One day, Kris Francoeur of Leicester accidentally dialed the canceled phone number of her son, who had died of a drug overdose the previous year. She received a text from one Peggy Sumner asking who she was. Her son’s number, Francoeur learned, had been randomly assigned to Sumner, whose daughter had died in a car accident. And then, as they talked, the surprises kept coming:

Keck: The two moms found out both their kids were named Sam F. They were nearly the same age and had grown up less than thirty miles from each other. Both Sams had a younger sibling they were especially close to. Both loved the same music and hiked the same trails. Even the way Sumner and Francoeur described their kids sounded similar.
Sumner: It was weird (laughter), you know? I mean, it was such a coincidence.
Keck: Strangest of all, they realized Sam and Samantha had known each other.

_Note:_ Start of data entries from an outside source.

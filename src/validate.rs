//! Field grammar validation for keycard entries.
//!
//! Everything here is fail-fast: the first violated rule comes back as a
//! typed error naming the field, so the session layer can tell a client
//! exactly what to fix. The boolean compliance predicates on `Entry` are
//! thin wrappers over these checks.
//!
//! Note that this only checks data format; it does not fail if the entry's
//! `Expires` field is past due. Expiry is a liveness question, not a
//! well-formedness one.

use crate::{
    cstring::CryptoString,
    entry::EntryType,
    error::{Error, Result},
};
use chrono::{Duration, NaiveDate, NaiveDateTime, Utc};
use regex::Regex;
use std::collections::HashMap;
use std::str::FromStr;
use std::sync::OnceLock;

/// The hard ceiling on any single field value, in bytes.
pub(crate) const MAX_FIELD_LEN: usize = 6144;

/// The furthest out an expiration date may be, in days.
pub(crate) const MAX_EXPIRATION_DAYS: i64 = 1095;

macro_rules! static_pattern {
    ($name:ident, $pattern:expr) => {
        fn $name() -> &'static Regex {
            static PAT: OnceLock<Regex> = OnceLock::new();
            PAT.get_or_init(|| Regex::new($pattern).expect("hardcoded pattern"))
        }
    };
}

// UUID (dashes optional) followed by a slash and a dotted domain.
static_pattern!(
    contact_address_pattern,
    r"^[\da-fA-F]{8}-?[\da-fA-F]{4}-?[\da-fA-F]{4}-?[\da-fA-F]{4}-?[\da-fA-F]{12}/([a-zA-Z0-9]+\.)+[a-zA-Z0-9]+$"
);
static_pattern!(
    workspace_id_pattern,
    r"^[\da-fA-F]{8}-?[\da-fA-F]{4}-?[\da-fA-F]{4}-?[\da-fA-F]{4}-?[\da-fA-F]{12}$"
);
static_pattern!(domain_pattern, r"^([a-zA-Z0-9]+\.)+[a-zA-Z0-9]+$");
static_pattern!(language_pattern, r"^[a-zA-Z]{2,3}(,[a-zA-Z]{2,3})*$");
static_pattern!(ttl_pattern, r"^[0-9]{1,2}$");

fn invalid(field: &str) -> Error {
    Error::InvalidFieldFormat(field.to_string())
}

fn required<'a>(fields: &'a HashMap<String, String>, name: &str) -> Result<&'a str> {
    fields
        .get(name)
        .map(String::as_str)
        .filter(|value| !value.is_empty())
        .ok_or_else(|| Error::MissingField(name.to_string()))
}

/// Parse a `YYYYMMDD` expiration date.
pub(crate) fn parse_expires(value: &str) -> Result<NaiveDate> {
    NaiveDate::parse_from_str(value, "%Y%m%d").map_err(|_| invalid("Expires"))
}

/// Parse a `YYYYMMDDTHHMMSSZ` timestamp.
pub(crate) fn parse_timestamp(value: &str) -> Result<NaiveDateTime> {
    NaiveDateTime::parse_from_str(value, "%Y%m%dT%H%M%SZ").map_err(|_| invalid("Timestamp"))
}

fn validate_index(fields: &HashMap<String, String>) -> Result<()> {
    let value = required(fields, "Index")?;
    match value.parse::<u64>() {
        Ok(index) if index >= 1 => Ok(()),
        _ => Err(invalid("Index")),
    }
}

// A name must contain at least one printable code point and be at most 64
// code points long.
fn validate_name(field: &str, value: &str) -> Result<()> {
    if !value.chars().any(|c| !c.is_whitespace()) {
        return Err(invalid(field));
    }
    if value.chars().count() > 64 {
        return Err(invalid(field));
    }
    Ok(())
}

fn validate_contact_address(field: &str, value: &str) -> Result<()> {
    if contact_address_pattern().is_match(value) {
        Ok(())
    } else {
        Err(invalid(field))
    }
}

// We can't verify key material here, but the field must at least parse and
// decode as a prefixed crypto string.
fn validate_key_field(field: &str, value: &str) -> Result<()> {
    let key = CryptoString::from_str(value).map_err(|_| invalid(field))?;
    key.raw_data().map_err(|_| invalid(field))?;
    Ok(())
}

fn validate_ttl(fields: &HashMap<String, String>) -> Result<()> {
    let value = required(fields, "Time-To-Live")?;
    if !ttl_pattern().is_match(value) {
        return Err(invalid("Time-To-Live"));
    }
    match value.parse::<u8>() {
        Ok(days) if (1..=30).contains(&days) => Ok(()),
        _ => Err(invalid("Time-To-Live")),
    }
}

fn validate_expires(fields: &HashMap<String, String>) -> Result<()> {
    let date = parse_expires(required(fields, "Expires")?)?;
    let horizon = Utc::now().date_naive() + Duration::days(MAX_EXPIRATION_DAYS);
    if date > horizon {
        return Err(invalid("Expires"));
    }
    Ok(())
}

fn validate_timestamp(fields: &HashMap<String, String>) -> Result<()> {
    let stamp = parse_timestamp(required(fields, "Timestamp")?)?;
    if stamp > Utc::now().naive_utc() {
        return Err(invalid("Timestamp"));
    }
    Ok(())
}

fn validate_org_fields(fields: &HashMap<String, String>) -> Result<()> {
    validate_index(fields)?;
    validate_name("Name", required(fields, "Name")?)?;
    if !domain_pattern().is_match(required(fields, "Domain")?) {
        return Err(invalid("Domain"));
    }
    validate_contact_address("Contact-Admin", required(fields, "Contact-Admin")?)?;
    validate_key_field("Primary-Verification-Key", required(fields, "Primary-Verification-Key")?)?;
    validate_key_field("Encryption-Key", required(fields, "Encryption-Key")?)?;
    validate_ttl(fields)?;
    validate_expires(fields)?;
    validate_timestamp(fields)?;

    for field in ["Contact-Abuse", "Contact-Support"] {
        if let Some(value) = fields.get(field) {
            validate_contact_address(field, value)?;
        }
    }
    if let Some(value) = fields.get("Language") {
        if !language_pattern().is_match(value) {
            return Err(invalid("Language"));
        }
    }
    if let Some(value) = fields.get("Secondary-Verification-Key") {
        validate_key_field("Secondary-Verification-Key", value)?;
    }
    Ok(())
}

fn validate_user_fields(fields: &HashMap<String, String>) -> Result<()> {
    validate_index(fields)?;

    let workspace = required(fields, "Workspace-ID")?;
    if (workspace.len() != 36 && workspace.len() != 32)
        || !workspace_id_pattern().is_match(workspace)
    {
        return Err(invalid("Workspace-ID"));
    }

    if !domain_pattern().is_match(required(fields, "Domain")?) {
        return Err(invalid("Domain"));
    }

    for field in [
        "Contact-Request-Verification-Key",
        "Contact-Request-Encryption-Key",
        "Encryption-Key",
        "Verification-Key",
    ] {
        validate_key_field(field, required(fields, field)?)?;
    }

    validate_ttl(fields)?;
    validate_expires(fields)?;
    validate_timestamp(fields)?;

    if let Some(value) = fields.get("Name") {
        validate_name("Name", value)?;
    }
    if let Some(value) = fields.get("User-ID") {
        if value.chars().any(char::is_whitespace)
            || value.contains(['\\', '/', '"'])
            || value.chars().count() > 64
        {
            return Err(invalid("User-ID"));
        }
    }
    Ok(())
}

/// Validate every field rule for an entry of the given type: required-field
/// presence and whitespace hygiene, the global size ceiling, and the
/// type-specific grammar. Returns the first violated rule.
pub(crate) fn validate_fields(
    entry_type: EntryType,
    fields: &HashMap<String, String>,
    required_fields: &[&str],
) -> Result<()> {
    for name in required_fields {
        let value = required(fields, name)?;
        if value != value.trim() {
            return Err(invalid(name));
        }
    }

    // A present field may not be empty and may not exceed the size ceiling.
    for (name, value) in fields {
        if value.is_empty() {
            return Err(Error::MissingField(name.clone()));
        }
        if value.len() > MAX_FIELD_LEN {
            return Err(invalid(name));
        }
    }

    match entry_type {
        EntryType::Organization => validate_org_fields(fields),
        EntryType::User => validate_user_fields(fields),
    }
}

#[cfg(test)]
pub(crate) mod tests {
    use super::*;

    fn base_fields(pairs: &[(&str, &str)]) -> HashMap<String, String> {
        pairs
            .iter()
            .map(|(k, v)| (k.to_string(), v.to_string()))
            .collect()
    }

    #[test]
    fn ttl_bounds() {
        for (value, ok) in [("0", false), ("1", true), ("30", true), ("31", false), ("x", false)] {
            let fields = base_fields(&[("Time-To-Live", value)]);
            assert_eq!(validate_ttl(&fields).is_ok(), ok, "ttl {}", value);
        }
    }

    #[test]
    fn expires_horizon() {
        let today = Utc::now().date_naive();
        let tomorrow = (today + Duration::days(1)).format("%Y%m%d").to_string();
        let too_far = (today + Duration::days(1096)).format("%Y%m%d").to_string();
        let at_limit = (today + Duration::days(1095)).format("%Y%m%d").to_string();

        assert!(validate_expires(&base_fields(&[("Expires", &tomorrow)])).is_ok());
        assert!(validate_expires(&base_fields(&[("Expires", &at_limit)])).is_ok());
        assert!(validate_expires(&base_fields(&[("Expires", &too_far)])).is_err());
        assert!(validate_expires(&base_fields(&[("Expires", "2024-01-01")])).is_err());
        assert!(validate_expires(&base_fields(&[("Expires", "20241301")])).is_err());
    }

    #[test]
    fn timestamp_must_not_be_in_the_future() {
        let now = Utc::now().naive_utc();
        let past = (now - Duration::hours(1)).format("%Y%m%dT%H%M%SZ").to_string();
        let future = (now + Duration::hours(1)).format("%Y%m%dT%H%M%SZ").to_string();

        assert!(validate_timestamp(&base_fields(&[("Timestamp", &past)])).is_ok());
        assert!(validate_timestamp(&base_fields(&[("Timestamp", &future)])).is_err());
        assert!(validate_timestamp(&base_fields(&[("Timestamp", "20240101")])).is_err());
    }

    #[test]
    fn name_rules() {
        assert!(validate_name("Name", "Corbin Simons").is_ok());
        assert!(validate_name("Name", "   ").is_err());
        assert!(validate_name("Name", &"x".repeat(64)).is_ok());
        assert!(validate_name("Name", &"x".repeat(65)).is_err());
        // code points, not bytes
        assert!(validate_name("Name", &"é".repeat(64)).is_ok());
    }

    #[test]
    fn contact_address_grammar() {
        assert!(validate_contact_address(
            "Contact-Admin",
            "ae406f54-0923-4401-a47e-a4a6545e989b/example.com"
        )
        .is_ok());
        assert!(validate_contact_address(
            "Contact-Admin",
            "ae406f5409234401a47ea4a6545e989b/example.com"
        )
        .is_ok());
        assert!(validate_contact_address("Contact-Admin", "admin/example.com").is_err());
        assert!(validate_contact_address(
            "Contact-Admin",
            "ae406f54-0923-4401-a47e-a4a6545e989b"
        )
        .is_err());
    }

    #[test]
    fn workspace_and_domain_grammar() {
        assert!(workspace_id_pattern().is_match("11111111-2222-3333-4444-555555555555"));
        assert!(workspace_id_pattern().is_match("11111111222233334444555555555555"));
        assert!(!workspace_id_pattern().is_match("not-a-uuid"));
        assert!(domain_pattern().is_match("example.com"));
        assert!(domain_pattern().is_match("mail.example.co.uk"));
        assert!(!domain_pattern().is_match("example"));
        assert!(!domain_pattern().is_match(".example.com"));
        assert!(!domain_pattern().is_match("exa mple.com"));
    }

    #[test]
    fn language_grammar() {
        for (value, ok) in [("en", true), ("eng", true), ("en,fr,de", true), ("e", false), ("en;fr", false)] {
            assert_eq!(language_pattern().is_match(value), ok, "language {}", value);
        }
    }
}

“The fact is,” Modiano writes near the end of Dora Bruder, “there are flukes, encounters, coincidences, and we shall never take advantage of them.” But these two grieving mothers, who found solace in their uncannily twinned fates, knew how to take advantage of them. They had indeed stumbled upon Sebald’s “symptoms of an order underlying the chaos of human relationships, and applying equally to the living and the dead.” You might say that they had learned what to gather from coincidence.